Would you please write out each entry that follows, exactly as written?

Stored entries:
☆ ☆ ☆ ☆
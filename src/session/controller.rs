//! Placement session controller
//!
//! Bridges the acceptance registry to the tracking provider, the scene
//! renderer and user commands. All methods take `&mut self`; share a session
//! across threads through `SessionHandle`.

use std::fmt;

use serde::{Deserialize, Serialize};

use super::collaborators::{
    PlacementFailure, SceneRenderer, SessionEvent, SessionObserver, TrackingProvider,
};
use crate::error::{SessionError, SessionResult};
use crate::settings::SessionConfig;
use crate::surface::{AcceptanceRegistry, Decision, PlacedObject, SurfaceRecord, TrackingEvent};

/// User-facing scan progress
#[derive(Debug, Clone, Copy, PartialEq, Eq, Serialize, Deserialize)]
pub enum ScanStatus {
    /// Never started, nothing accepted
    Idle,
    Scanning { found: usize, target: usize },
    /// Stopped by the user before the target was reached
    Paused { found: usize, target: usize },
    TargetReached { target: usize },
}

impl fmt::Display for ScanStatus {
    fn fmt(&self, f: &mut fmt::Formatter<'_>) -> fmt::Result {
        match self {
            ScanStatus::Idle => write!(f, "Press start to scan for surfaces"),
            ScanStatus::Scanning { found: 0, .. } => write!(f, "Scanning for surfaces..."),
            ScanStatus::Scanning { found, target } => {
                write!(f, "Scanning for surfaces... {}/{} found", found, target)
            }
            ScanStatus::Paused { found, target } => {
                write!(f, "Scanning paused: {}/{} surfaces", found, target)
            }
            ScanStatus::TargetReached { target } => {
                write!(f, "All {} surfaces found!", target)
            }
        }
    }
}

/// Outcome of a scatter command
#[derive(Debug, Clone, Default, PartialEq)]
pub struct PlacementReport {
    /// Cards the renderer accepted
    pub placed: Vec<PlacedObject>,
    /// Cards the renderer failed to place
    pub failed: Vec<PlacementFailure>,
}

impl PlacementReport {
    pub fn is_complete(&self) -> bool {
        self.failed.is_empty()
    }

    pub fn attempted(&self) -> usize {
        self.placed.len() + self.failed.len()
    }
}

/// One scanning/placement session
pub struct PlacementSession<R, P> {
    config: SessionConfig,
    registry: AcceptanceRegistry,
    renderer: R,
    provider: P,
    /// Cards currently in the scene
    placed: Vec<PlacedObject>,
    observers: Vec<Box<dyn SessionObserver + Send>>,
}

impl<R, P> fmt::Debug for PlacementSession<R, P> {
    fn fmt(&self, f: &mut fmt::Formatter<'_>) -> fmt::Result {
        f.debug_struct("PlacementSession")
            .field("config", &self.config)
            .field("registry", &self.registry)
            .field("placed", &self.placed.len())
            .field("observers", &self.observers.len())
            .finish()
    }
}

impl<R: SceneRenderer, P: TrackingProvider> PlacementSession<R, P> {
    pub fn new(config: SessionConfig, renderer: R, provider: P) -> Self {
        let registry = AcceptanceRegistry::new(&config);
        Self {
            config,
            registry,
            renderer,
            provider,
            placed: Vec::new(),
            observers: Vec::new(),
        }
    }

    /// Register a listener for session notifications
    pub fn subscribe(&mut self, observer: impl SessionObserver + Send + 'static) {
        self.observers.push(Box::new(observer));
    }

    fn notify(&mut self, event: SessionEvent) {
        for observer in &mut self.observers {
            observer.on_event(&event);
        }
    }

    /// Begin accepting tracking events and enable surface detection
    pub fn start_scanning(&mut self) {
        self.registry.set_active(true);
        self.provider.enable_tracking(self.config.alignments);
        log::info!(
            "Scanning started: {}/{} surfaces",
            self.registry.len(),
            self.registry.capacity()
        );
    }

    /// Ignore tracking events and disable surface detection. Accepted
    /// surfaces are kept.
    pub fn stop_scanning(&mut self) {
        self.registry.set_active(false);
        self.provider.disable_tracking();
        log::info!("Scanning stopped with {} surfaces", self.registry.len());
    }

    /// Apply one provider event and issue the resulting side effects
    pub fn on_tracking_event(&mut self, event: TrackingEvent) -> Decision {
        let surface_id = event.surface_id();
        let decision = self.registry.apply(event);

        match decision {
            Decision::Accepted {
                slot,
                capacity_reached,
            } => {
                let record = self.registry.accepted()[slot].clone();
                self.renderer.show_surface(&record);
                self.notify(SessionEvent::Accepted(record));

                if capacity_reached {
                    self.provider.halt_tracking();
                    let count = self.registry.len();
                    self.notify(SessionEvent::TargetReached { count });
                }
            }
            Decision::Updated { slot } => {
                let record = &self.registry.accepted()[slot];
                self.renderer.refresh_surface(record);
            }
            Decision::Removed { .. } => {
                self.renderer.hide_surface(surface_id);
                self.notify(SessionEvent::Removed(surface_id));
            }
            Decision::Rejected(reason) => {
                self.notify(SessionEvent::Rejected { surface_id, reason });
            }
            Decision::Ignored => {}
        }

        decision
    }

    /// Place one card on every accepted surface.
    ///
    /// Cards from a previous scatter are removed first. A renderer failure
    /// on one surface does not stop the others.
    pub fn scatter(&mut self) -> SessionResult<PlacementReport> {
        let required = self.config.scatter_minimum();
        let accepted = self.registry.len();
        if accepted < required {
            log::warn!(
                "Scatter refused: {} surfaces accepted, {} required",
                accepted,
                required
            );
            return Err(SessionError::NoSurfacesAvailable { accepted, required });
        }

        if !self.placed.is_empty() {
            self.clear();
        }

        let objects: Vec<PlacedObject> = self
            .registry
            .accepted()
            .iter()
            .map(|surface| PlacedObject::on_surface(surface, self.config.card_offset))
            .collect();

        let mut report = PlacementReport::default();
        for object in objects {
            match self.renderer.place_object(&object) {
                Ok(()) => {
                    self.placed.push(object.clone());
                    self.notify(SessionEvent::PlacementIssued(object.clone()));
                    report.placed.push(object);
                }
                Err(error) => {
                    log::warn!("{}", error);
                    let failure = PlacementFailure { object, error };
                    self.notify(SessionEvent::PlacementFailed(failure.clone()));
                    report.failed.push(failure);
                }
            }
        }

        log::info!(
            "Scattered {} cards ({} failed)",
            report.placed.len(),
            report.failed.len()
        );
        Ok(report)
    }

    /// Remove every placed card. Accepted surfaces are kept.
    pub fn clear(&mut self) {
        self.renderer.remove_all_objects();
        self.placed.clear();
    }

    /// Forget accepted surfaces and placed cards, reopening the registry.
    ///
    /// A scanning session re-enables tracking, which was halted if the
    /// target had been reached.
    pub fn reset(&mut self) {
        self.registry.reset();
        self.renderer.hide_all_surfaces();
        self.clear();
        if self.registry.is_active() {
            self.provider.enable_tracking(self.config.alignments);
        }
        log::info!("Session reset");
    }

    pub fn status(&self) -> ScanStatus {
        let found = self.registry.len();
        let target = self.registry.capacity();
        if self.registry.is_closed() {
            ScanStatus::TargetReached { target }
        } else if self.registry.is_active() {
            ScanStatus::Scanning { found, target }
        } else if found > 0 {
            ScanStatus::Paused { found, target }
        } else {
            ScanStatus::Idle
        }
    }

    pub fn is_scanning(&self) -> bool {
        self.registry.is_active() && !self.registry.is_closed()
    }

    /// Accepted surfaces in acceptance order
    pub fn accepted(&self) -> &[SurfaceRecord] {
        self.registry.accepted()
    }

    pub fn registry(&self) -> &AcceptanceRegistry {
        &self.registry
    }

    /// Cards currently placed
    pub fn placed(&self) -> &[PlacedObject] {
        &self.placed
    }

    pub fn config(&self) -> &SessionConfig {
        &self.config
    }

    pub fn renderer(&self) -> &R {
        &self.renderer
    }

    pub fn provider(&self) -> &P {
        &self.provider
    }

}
☆ ☆ ☆ ☆
_Problem solution:_
filename src/session/controller.rs
//! Placement session controller
//!
//! Bridges the acceptance registry to the tracking provider, the scene
//! renderer and user commands. All methods take `&mut self`; share a session
//! across threads through `SessionHandle`.

use std::fmt;

use serde::{Deserialize, Serialize};

use super::collaborators::{
    PlacementFailure, SceneRenderer, SessionEvent, SessionObserver, TrackingProvider,
};
use crate::error::{SessionError, SessionResult};
use crate::settings::SessionConfig;
use crate::surface::{AcceptanceRegistry, Decision, PlacedObject, SurfaceRecord, TrackingEvent};

/// User-facing scan progress
#[derive(Debug, Clone, Copy, PartialEq, Eq, Serialize, Deserialize)]
pub enum ScanStatus {
    /// Never started, nothing accepted
    Idle,
    Scanning { found: usize, target: usize },
    /// Stopped by the user before the target was reached
    Paused { found: usize, target: usize },
    TargetReached { target: usize },
}

impl fmt::Display for ScanStatus {
    fn fmt(&self, f: &mut fmt::Formatter<'_>) -> fmt::Result {
        match self {
            ScanStatus::Idle => write!(f, "Press start to scan for surfaces"),
            ScanStatus::Scanning { found: 0, .. } => write!(f, "Scanning for surfaces..."),
            ScanStatus::Scanning { found, target } => {
                write!(f, "Scanning for surfaces... {}/{} found", found, target)
            }
            ScanStatus::Paused { found, target } => {
                write!(f, "Scanning paused: {}/{} surfaces", found, target)
            }
            ScanStatus::TargetReached { target } => {
                write!(f, "All {} surfaces found!", target)
            }
        }
    }
}

/// Outcome of a scatter command
#[derive(Debug, Clone, Default, PartialEq)]
pub struct PlacementReport {
    /// Cards the renderer accepted
    pub placed: Vec<PlacedObject>,
    /// Cards the renderer failed to place
    pub failed: Vec<PlacementFailure>,
}

impl PlacementReport {
    pub fn is_complete(&self) -> bool {
        self.failed.is_empty()
    }

    pub fn attempted(&self) -> usize {
        self.placed.len() + self.failed.len()
    }
}

/// One scanning/placement session
pub struct PlacementSession<R, P> {
    config: SessionConfig,
    registry: AcceptanceRegistry,
    renderer: R,
    provider: P,
    /// Cards currently in the scene
    placed: Vec<PlacedObject>,
    observers: Vec<Box<dyn SessionObserver + Send>>,
}

impl<R, P> fmt::Debug for PlacementSession<R, P> {
    fn fmt(&self, f: &mut fmt::Formatter<'_>) -> fmt::Result {
        f.debug_struct("PlacementSession")
            .field("config", &self.config)
            .field("registry", &self.registry)
            .field("placed", &self.placed.len())
            .field("observers", &self.observers.len())
            .finish()
    }
}

impl<R: SceneRenderer, P: TrackingProvider> PlacementSession<R, P> {
    pub fn new(config: SessionConfig, renderer: R, provider: P) -> Self {
        let registry = AcceptanceRegistry::new(&config);
        Self {
            config,
            registry,
            renderer,
            provider,
            placed: Vec::new(),
            observers: Vec::new(),
        }
    }

    /// Register a listener for session notifications
    pub fn subscribe(&mut self, observer: impl SessionObserver + Send + 'static) {
        self.observers.push(Box::new(observer));
    }

    fn notify(&mut self, event: SessionEvent) {
        for observer in &mut self.observers {
            observer.on_event(&event);
        }
    }

    /// Begin accepting tracking events and enable surface detection
    pub fn start_scanning(&mut self) {
        self.registry.set_active(true);
        self.provider.enable_tracking(self.config.alignments);
        log::info!(
            "Scanning started: {}/{} surfaces",
            self.registry.len(),
            self.registry.capacity()
        );
    }

    /// Ignore tracking events and disable surface detection. Accepted
    /// surfaces are kept.
    pub fn stop_scanning(&mut self) {
        self.registry.set_active(false);
        self.provider.disable_tracking();
        log::info!("Scanning stopped with {} surfaces", self.registry.len());
    }

    /// Apply one provider event and issue the resulting side effects
    pub fn on_tracking_event(&mut self, event: TrackingEvent) -> Decision {
        let surface_id = event.surface_id();
        let decision = self.registry.apply(event);

        match decision {
            Decision::Accepted {
                slot,
                capacity_reached,
            } => {
                let record = self.registry.accepted()[slot].clone();
                self.renderer.show_surface(&record);
                self.notify(SessionEvent::Accepted(record));

                if capacity_reached {
                    self.provider.halt_tracking();
                    let count = self.registry.len();
                    self.notify(SessionEvent::TargetReached { count });
                }
            }
            Decision::Updated { slot } => {
                let record = &self.registry.accepted()[slot];
                self.renderer.refresh_surface(record);
            }
            Decision::Removed { .. } => {
                self.renderer.hide_surface(surface_id);
                self.notify(SessionEvent::Removed(surface_id));
            }
            Decision::Rejected(reason) => {
                self.notify(SessionEvent::Rejected { surface_id, reason });
            }
            Decision::Ignored => {}
        }

        decision
    }

    /// Place one card on every accepted surface.
    ///
    /// Cards from a previous scatter are removed first. A renderer failure
    /// on one surface does not stop the others.
    pub fn scatter(&mut self) -> SessionResult<PlacementReport> {
        let required = self.config.scatter_minimum();
        let accepted = self.registry.len();
        if accepted < required {
            log::warn!(
                "Scatter refused: {} surfaces accepted, {} required",
                accepted,
                required
            );
            return Err(SessionError::NoSurfacesAvailable { accepted, required });
        }

        if !self.placed.is_empty() {
            self.clear();
        }

        let objects: Vec<PlacedObject> = self
            .registry
            .accepted()
            .iter()
            .map(|surface| PlacedObject::on_surface(surface, self.config.card_offset))
            .collect();

        let mut report = PlacementReport::default();
        for object in objects {
            match self.renderer.place_object(&object) {
                Ok(()) => {
                    self.placed.push(object.clone());
                    self.notify(SessionEvent::PlacementIssued(object.clone()));
                    report.placed.push(object);
                }
                Err(error) => {
                    log::warn!("{}", error);
                    let failure = PlacementFailure { object, error };
                    self.notify(SessionEvent::PlacementFailed(failure.clone()));
                    report.failed.push(failure);
                }
            }
        }

        log::info!(
            "Scattered {} cards ({} failed)",
            report.placed.len(),
            report.failed.len()
        );
        Ok(report)
    }

    /// Remove every placed card. Accepted surfaces are kept.
    pub fn clear(&mut self) {
        self.renderer.remove_all_objects();
        self.placed.clear();
    }

    /// Forget accepted surfaces and placed cards, reopening the registry.
    ///
    /// A scanning session re-enables tracking, which was halted if the
    /// target had been reached.
    pub fn reset(&mut self) {
        self.registry.reset();
        self.renderer.hide_all_surfaces();
        self.clear();
        if self.registry.is_active() {
            self.provider.enable_tracking(self.config.alignments);
        }
        log::info!("Session reset");
    }

    pub fn status(&self) -> ScanStatus {
        let found = self.registry.len();
        let target = self.registry.capacity();
        if self.registry.is_closed() {
            ScanStatus::TargetReached { target }
        } else if self.registry.is_active() {
            ScanStatus::Scanning { found, target }
        } else if found > 0 {
            ScanStatus::Paused { found, target }
        } else {
            ScanStatus::Idle
        }
    }

    pub fn is_scanning(&self) -> bool {
        self.registry.is_active() && !self.registry.is_closed()
    }

    /// Accepted surfaces in acceptance order
    pub fn accepted(&self) -> &[SurfaceRecord] {
        self.registry.accepted()
    }

    pub fn registry(&self) -> &AcceptanceRegistry {
        &self.registry
    }

    /// Cards currently placed
    pub fn placed(&self) -> &[PlacedObject] {
        &self.placed
    }

    pub fn config(&self) -> &SessionConfig {
        &self.config
    }

    pub fn renderer(&self) -> &R {
        &self.renderer
    }

    pub fn provider(&self) -> &P {
        &self.provider
    }

}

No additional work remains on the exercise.